Suppression gain calculation module 725 is configured to determine suppression gains for the sub-bands of primary signal P(f) based on the calculated threshold values (i.e., Tnew(k,i)) and the differences in energy between corresponding sub-bands of primary signal P(f) and reference signal R(f) (i.e., R(k,i)). In one embodiment, suppression gain calculation module 725 multiplies each calculated threshold value for the kth frame of primary signal P(f), represented by Tnew(k,i), by two constant values: a speech constant with a value ‘s’, and a wind noise constant with a value ‘w’.

For example, for the first sub-band of the kth frame of primary signal P(f), the threshold value represented by Tnew(k,1) is multiplied by the speech constant ‘s’, to obtain a speech threshold T1, and by the wind noise constant ‘w’, to obtain a wind noise threshold T2. Suppression gain calculation module 725 is then configured to use these two threshold values, T1 and T2, to construct a suppression gain function. FIG. 8 illustrates one example plot 800 of a suppression gain function constructed using threshold values T1 and T2. As illustrated in FIG. 8, plot 800 is a plot of suppression gain versus difference in energy between sub-bands and is used by suppression gain calculation module 725 to determine a suppression gain for a sub-band of primary signal P(f).

In the instant example, plot 800 was constructed using threshold values T1 and T2 calculated for the first sub-band of the kth frame of primary signal P(f). Therefore, plot 800 (and the function it represents) would be used to determine a suppression gain for the first sub-band of the kth frame of primary signal P(f). More specifically, suppression gain calculation module 725 would use the difference in energy between the first sub-band of the kth frame of primary signal P(f) and the first sub-band of the kth frame of reference signal R(f), represented by R(k,1), as the independent variable of the function represented by plot 800 to determine a suppression gain.

For example, if the difference in energy represented by R(k,1) is less than T1, the function represented by plot 800 would return a suppression gain of 0 dB. The threshold T1 is referred to as the speech threshold because it is assumed that primary signal P(f) is substantially wind noise free when the calculated difference in energy between corresponding sub-bands of primary signal P(f) and reference signal R(f) is below T1. Therefore, the function represented by plot 800 returns 0 dB (i.e. no suppression), for the first sub-band of primary signal P(f) if the difference in energy represented by R(k,1) is less than T1.

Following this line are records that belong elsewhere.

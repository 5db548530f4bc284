//! Entity projector
//!
//! Reconciles each event into one of three keyed collections. Every event
//! carries a complete snapshot of its entity, so an upsert simply replaces
//! whatever the key held before (last-write-wins, no field merging).

use dashmap::DashMap;
use log::debug;
use std::sync::atomic::{AtomicBool, Ordering};
use std::sync::Arc;
use tokio::sync::watch;
use tradedesk_core::{EntityKind, Keyed, Order, Position, Quote, SyncEvent};
use tradedesk_ports::Transport;

/// Keyed collection with at most one live entry per key
pub struct Collection<T> {
    entries: DashMap<String, T>,
    loaded: AtomicBool,
    revision: watch::Sender<u64>,
}

impl<T: Keyed + Clone> Collection<T> {
    pub fn new() -> Self {
        let (revision, _) = watch::channel(0);
        Self {
            entries: DashMap::new(),
            loaded: AtomicBool::new(false),
            revision,
        }
    }

    /// Insert if absent, replace if present. Returns the replaced entry.
    pub fn upsert(&self, entity: T) -> Option<T> {
        let previous = self.entries.insert(entity.key().to_string(), entity);
        self.loaded.store(true, Ordering::Release);
        self.revision.send_modify(|revision| *revision += 1);
        previous
    }

    /// Upsert each entity; returns how many were applied
    pub fn hydrate(&self, entities: Vec<T>) -> usize {
        let count = entities.len();
        for entity in entities {
            self.upsert(entity);
        }
        count
    }

    pub fn get(&self, key: &str) -> Option<T> {
        self.entries.get(key).map(|entry| entry.value().clone())
    }

    /// All entries, ordered by key
    pub fn snapshot(&self) -> Vec<T> {
        let mut entries: Vec<T> = self
            .entries
            .iter()
            .map(|entry| entry.value().clone())
            .collect();
        entries.sort_by(|a, b| a.key().cmp(b.key()));
        entries
    }

    pub fn len(&self) -> usize {
        self.entries.len()
    }

    pub fn is_empty(&self) -> bool {
        self.entries.is_empty()
    }

    /// Whether hydration or an event has populated this collection yet
    pub fn is_loaded(&self) -> bool {
        self.loaded.load(Ordering::Acquire)
    }

    pub(crate) fn mark_loaded(&self) {
        if !self.loaded.swap(true, Ordering::AcqRel) {
            self.revision.send_modify(|revision| *revision += 1);
        }
    }

    pub fn clear(&self) {
        self.entries.clear();
        self.loaded.store(false, Ordering::Release);
        self.revision.send_modify(|revision| *revision += 1);
    }

    pub fn revision(&self) -> u64 {
        *self.revision.borrow()
    }

    /// Receiver that wakes whenever the collection changes
    pub fn changed(&self) -> watch::Receiver<u64> {
        self.revision.subscribe()
    }
}

impl<T: Keyed + Clone> Default for Collection<T> {
    fn default() -> Self {
        Self::new()
    }
}

/// The three projected collections
#[derive(Default)]
pub struct Projection {
    pub quotes: Arc<Collection<Quote>>,
    pub positions: Arc<Collection<Position>>,
    pub orders: Arc<Collection<Order>>,
}

impl Projection {
    pub fn new() -> Self {
        Self::default()
    }

    /// Project one event; connection and error events are not projected
    pub fn apply(&self, event: &SyncEvent) -> Option<EntityKind> {
        match event {
            SyncEvent::MarketData(quote) => {
                self.quotes.upsert(quote.clone());
            }
            SyncEvent::PositionUpdate(position) => {
                self.positions.upsert(position.clone());
            }
            SyncEvent::OrderUpdate(order) => {
                self.orders.upsert(order.clone());
            }
            SyncEvent::ConnectionStatus(_) | SyncEvent::Error(_) => return None,
        }
        event.entity_kind()
    }

    /// Seed every collection from the transport's snapshot getters
    ///
    /// A collection counts as loaded when its snapshot was non-empty, or when
    /// the transport already reports a live connection (an empty snapshot is
    /// then authoritative).
    pub fn hydrate_from(&self, transport: &dyn Transport) {
        let authoritative = transport.connection_status().phase.is_connected();

        let quotes = self.quotes.hydrate(transport.market_data());
        let positions = self.positions.hydrate(transport.positions());
        let orders = self.orders.hydrate(transport.orders());

        if authoritative {
            self.mark_all_loaded();
        }
        debug!(
            "Hydrated {} quotes, {} positions, {} orders",
            quotes, positions, orders
        );
    }

    pub(crate) fn mark_all_loaded(&self) {
        self.quotes.mark_loaded();
        self.positions.mark_loaded();
        self.orders.mark_loaded();
    }

    pub fn clear(&self) {
        self.quotes.clear();
        self.positions.clear();
        self.orders.clear();
    }
}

If the difference in energy represented by R(k,1) is greater than T2, the function represented by plot 800 would return a suppression gain of −20 dB. T2 is referred to as the wind noise threshold because it is assumed that primary signal P(f) contains a substantial amount of wind noise when the difference in energy between corresponding sub-bands of primary signal P(f) and reference signal R(f) is greater than T2. Therefore, the function represented by plot 800 returns a large amount of suppression, such as −20 dB, for the first sub-band of primary signal P(f) if the difference in energy represented by R(k,1) is greater than T2.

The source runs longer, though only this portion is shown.